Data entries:
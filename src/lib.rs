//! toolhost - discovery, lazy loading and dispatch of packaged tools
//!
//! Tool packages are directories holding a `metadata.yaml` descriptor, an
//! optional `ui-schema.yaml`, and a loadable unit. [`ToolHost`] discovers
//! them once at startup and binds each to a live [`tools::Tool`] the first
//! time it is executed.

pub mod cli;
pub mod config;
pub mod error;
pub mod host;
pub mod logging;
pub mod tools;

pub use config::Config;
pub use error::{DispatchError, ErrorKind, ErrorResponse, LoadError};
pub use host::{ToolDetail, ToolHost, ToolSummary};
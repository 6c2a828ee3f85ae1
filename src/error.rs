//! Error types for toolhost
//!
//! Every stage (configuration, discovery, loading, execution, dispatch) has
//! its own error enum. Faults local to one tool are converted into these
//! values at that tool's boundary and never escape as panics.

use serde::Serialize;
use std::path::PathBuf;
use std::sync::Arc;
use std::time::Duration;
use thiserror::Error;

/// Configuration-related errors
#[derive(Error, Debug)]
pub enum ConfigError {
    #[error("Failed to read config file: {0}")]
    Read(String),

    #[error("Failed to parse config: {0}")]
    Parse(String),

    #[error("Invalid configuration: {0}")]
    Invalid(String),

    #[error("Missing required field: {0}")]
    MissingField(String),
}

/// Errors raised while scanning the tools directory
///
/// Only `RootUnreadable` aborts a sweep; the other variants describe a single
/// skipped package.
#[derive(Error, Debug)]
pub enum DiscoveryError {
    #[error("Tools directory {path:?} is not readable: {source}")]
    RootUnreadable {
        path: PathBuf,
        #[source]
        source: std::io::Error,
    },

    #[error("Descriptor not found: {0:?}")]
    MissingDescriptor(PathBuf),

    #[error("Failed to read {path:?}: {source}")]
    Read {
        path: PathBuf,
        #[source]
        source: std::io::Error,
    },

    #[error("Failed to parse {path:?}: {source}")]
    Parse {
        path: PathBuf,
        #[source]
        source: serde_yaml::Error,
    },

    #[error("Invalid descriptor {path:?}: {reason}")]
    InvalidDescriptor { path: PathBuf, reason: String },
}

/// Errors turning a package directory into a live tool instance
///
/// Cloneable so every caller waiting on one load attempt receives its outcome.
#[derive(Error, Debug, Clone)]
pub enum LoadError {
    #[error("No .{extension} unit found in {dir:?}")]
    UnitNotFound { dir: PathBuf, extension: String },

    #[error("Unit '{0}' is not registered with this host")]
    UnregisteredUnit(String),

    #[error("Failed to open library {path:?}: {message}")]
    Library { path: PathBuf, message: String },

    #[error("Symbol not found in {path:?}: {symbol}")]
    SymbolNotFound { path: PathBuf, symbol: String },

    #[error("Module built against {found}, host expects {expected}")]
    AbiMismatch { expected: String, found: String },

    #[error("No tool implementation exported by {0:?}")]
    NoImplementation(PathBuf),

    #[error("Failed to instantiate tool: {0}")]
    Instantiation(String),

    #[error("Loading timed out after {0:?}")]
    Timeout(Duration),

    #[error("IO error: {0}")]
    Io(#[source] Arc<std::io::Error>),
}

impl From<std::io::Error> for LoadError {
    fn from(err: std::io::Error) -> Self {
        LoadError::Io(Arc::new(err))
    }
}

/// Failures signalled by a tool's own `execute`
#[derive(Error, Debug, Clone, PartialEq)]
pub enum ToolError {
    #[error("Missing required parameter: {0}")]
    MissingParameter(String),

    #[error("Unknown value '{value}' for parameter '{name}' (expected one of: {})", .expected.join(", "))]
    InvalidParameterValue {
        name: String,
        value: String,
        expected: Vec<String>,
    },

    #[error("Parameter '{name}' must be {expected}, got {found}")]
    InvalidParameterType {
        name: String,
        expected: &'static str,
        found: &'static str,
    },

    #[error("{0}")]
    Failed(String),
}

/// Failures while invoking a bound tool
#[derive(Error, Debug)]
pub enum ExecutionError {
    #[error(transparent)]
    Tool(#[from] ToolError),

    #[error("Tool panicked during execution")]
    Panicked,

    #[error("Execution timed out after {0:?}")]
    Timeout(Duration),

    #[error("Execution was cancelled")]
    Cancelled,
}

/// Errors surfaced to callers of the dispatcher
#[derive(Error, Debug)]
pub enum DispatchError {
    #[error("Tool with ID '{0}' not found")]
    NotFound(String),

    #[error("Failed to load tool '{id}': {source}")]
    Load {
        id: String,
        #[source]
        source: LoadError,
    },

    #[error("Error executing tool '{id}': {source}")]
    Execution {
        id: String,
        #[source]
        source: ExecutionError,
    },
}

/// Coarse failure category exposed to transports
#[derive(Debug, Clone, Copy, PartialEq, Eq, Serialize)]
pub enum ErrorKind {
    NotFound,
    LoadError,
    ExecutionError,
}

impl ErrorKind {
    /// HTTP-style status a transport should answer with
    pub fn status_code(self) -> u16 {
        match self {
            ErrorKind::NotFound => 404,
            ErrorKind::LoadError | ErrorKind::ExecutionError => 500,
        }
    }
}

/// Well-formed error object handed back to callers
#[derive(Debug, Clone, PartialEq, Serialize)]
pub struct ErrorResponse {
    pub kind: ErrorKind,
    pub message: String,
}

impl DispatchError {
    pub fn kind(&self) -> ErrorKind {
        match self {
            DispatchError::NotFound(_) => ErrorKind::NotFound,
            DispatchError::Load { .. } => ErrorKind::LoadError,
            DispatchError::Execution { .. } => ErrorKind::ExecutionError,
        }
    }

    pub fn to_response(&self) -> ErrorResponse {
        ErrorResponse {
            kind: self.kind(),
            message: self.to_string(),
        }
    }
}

§ **Work item**:
Please tally the lines in the data above containing the string "directory", and give the number alone.

§ **Written answer**:
3